■ EXERCISE DESCRIPTION: After locating the line with "pub fn last_known_location(&self)", reproduce it and all following lines of the listing below exactly, stopping only at the final line.

■ SOURCE DATA:
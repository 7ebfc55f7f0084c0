//! Missing-person inquiries

use chrono::NaiveDate;
use serde::{Deserialize, Serialize};
use std::fmt;

use core_kernel::temporal::parse_iso_date;
use core_kernel::{InquiryId, LocationId, PersonId};

use crate::error::ReliefError;
use crate::location::Location;
use crate::person::Person;

/// Whether the inquirer is a registered victim or an outside party
#[derive(Debug, Clone, Copy, PartialEq, Eq, Hash, Serialize, Deserialize)]
#[serde(rename_all = "lowercase")]
pub enum InquirerKind {
    Victim,
    External,
}

impl InquirerKind {
    pub fn as_str(&self) -> &'static str {
        match self {
            InquirerKind::Victim => "victim",
            InquirerKind::External => "external",
        }
    }
}

impl fmt::Display for InquirerKind {
    fn fmt(&self, f: &mut fmt::Formatter<'_>) -> fmt::Result {
        f.write_str(self.as_str())
    }
}

/// Someone asking after a missing person
#[derive(Debug, Clone, PartialEq, Eq, Serialize, Deserialize)]
pub struct Inquirer {
    first_name: String,
    last_name: Option<String>,
    phone: String,
    info: String,
    person: Option<PersonId>,
}

impl Inquirer {
    /// An inquirer from outside the registry
    pub fn new(
        first_name: impl Into<String>,
        last_name: Option<String>,
        phone: impl Into<String>,
        info: impl Into<String>,
    ) -> Result<Self, ReliefError> {
        let first_name = first_name.into();
        if first_name.trim().is_empty() {
            return Err(ReliefError::MissingField("inquirer first name"));
        }
        Ok(Self {
            first_name,
            last_name: last_name.filter(|name| !name.trim().is_empty()),
            phone: phone.into(),
            info: info.into(),
            person: None,
        })
    }

    /// A registered person acting as inquirer; names are copied from them
    pub fn from_person(person: &Person, phone: impl Into<String>, info: impl Into<String>) -> Self {
        Self {
            first_name: person.first_name().to_string(),
            last_name: person.last_name().map(str::to_string),
            phone: phone.into(),
            info: info.into(),
            person: Some(person.id()),
        }
    }

    pub fn first_name(&self) -> &str {
        &self.first_name
    }

    pub fn last_name(&self) -> Option<&str> {
        self.last_name.as_deref()
    }

    /// Services phone number
    pub fn phone(&self) -> &str {
        &self.phone
    }

    pub fn info(&self) -> &str {
        &self.info
    }

    /// The registered person behind this inquirer, if any
    pub fn person(&self) -> Option<PersonId> {
        self.person
    }

    pub fn kind(&self) -> InquirerKind {
        match self.person {
            Some(_) => InquirerKind::Victim,
            None => InquirerKind::External,
        }
    }
}

/// An inquiry about a missing person
#[derive(Debug, Clone, PartialEq, Eq, Serialize, Deserialize)]
pub struct Inquiry {
    id: InquiryId,
    inquirer: Inquirer,
    missing_person: PersonId,
    date_of_inquiry: NaiveDate,
    info_provided: String,
    last_known_location: LocationId,
}

impl Inquiry {
    pub fn new(
        inquirer: Inquirer,
        missing_person: PersonId,
        date_of_inquiry: &str,
        info_provided: impl Into<String>,
        last_known_location: LocationId,
    ) -> Result<Self, ReliefError> {
        let date = parse_iso_date(date_of_inquiry)
            .map_err(|e| ReliefError::invalid_date("date of inquiry", e))?;
        Ok(Self::from_date(
            inquirer,
            missing_person,
            date,
            info_provided,
            last_known_location,
        ))
    }

    pub fn from_date(
        inquirer: Inquirer,
        missing_person: PersonId,
        date_of_inquiry: NaiveDate,
        info_provided: impl Into<String>,
        last_known_location: LocationId,
    ) -> Self {
        Self {
            id: InquiryId::new(),
            inquirer,
            missing_person,
            date_of_inquiry,
            info_provided: info_provided.into(),
            last_known_location,
        }
    }

    pub fn id(&self) -> InquiryId {
        self.id
    }

    pub fn inquirer(&self) -> &Inquirer {
        &self.inquirer
    }

    pub fn inquirer_kind(&self) -> InquirerKind {
        self.inquirer.kind()
    }

    pub fn missing_person(&self) -> PersonId {
        self.missing_person
    }

    pub fn date_of_inquiry(&self) -> NaiveDate {
        self.date_of_inquiry
    }

    /// Replaces the inquiry date; the previous date is kept on failure
    pub fn set_date_of_inquiry(&mut self, date: &str) -> Result<(), ReliefError> {
        self.date_of_inquiry =
            parse_iso_date(date).map_err(|e| ReliefError::invalid_date("date of inquiry", e))?;
        Ok(())
    }

    pub fn info_provided(&self) -> &str {
        &self.info_provided
    }

    pub fn set_info_provided(&mut self, info: impl Into<String>) {
        self.info_provided = info.into();
    }

    pub fn last_known_location(&self) -> LocationId {
        self.last_known_location
    }

    /// One-line summary naming the resolved missing person and location
    pub fn log_details(&self, missing: &Person, location: &Location) -> String {
        format!(
            "Inquirer: {}, Missing Person: {}, Date of Inquiry: {}, Info Provided: {}, Last Known Location: {}",
            self.inquirer.first_name,
            missing.full_name(),
            self.date_of_inquiry,
            self.info_provided,
            location.name()
        )
    }
}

■ EXERCISE OUTPUT:
    pub fn last_known_location(&self) -> LocationId {
        self.last_known_location
    }

    /// One-line summary naming the resolved missing person and location
    pub fn log_details(&self, missing: &Person, location: &Location) -> String {
        format!(
            "Inquirer: {}, Missing Person: {}, Date of Inquiry: {}, Info Provided: {}, Last Known Location: {}",
            self.inquirer.first_name,
            missing.full_name(),
            self.date_of_inquiry,
            self.info_provided,
            location.name()
        )
    }
}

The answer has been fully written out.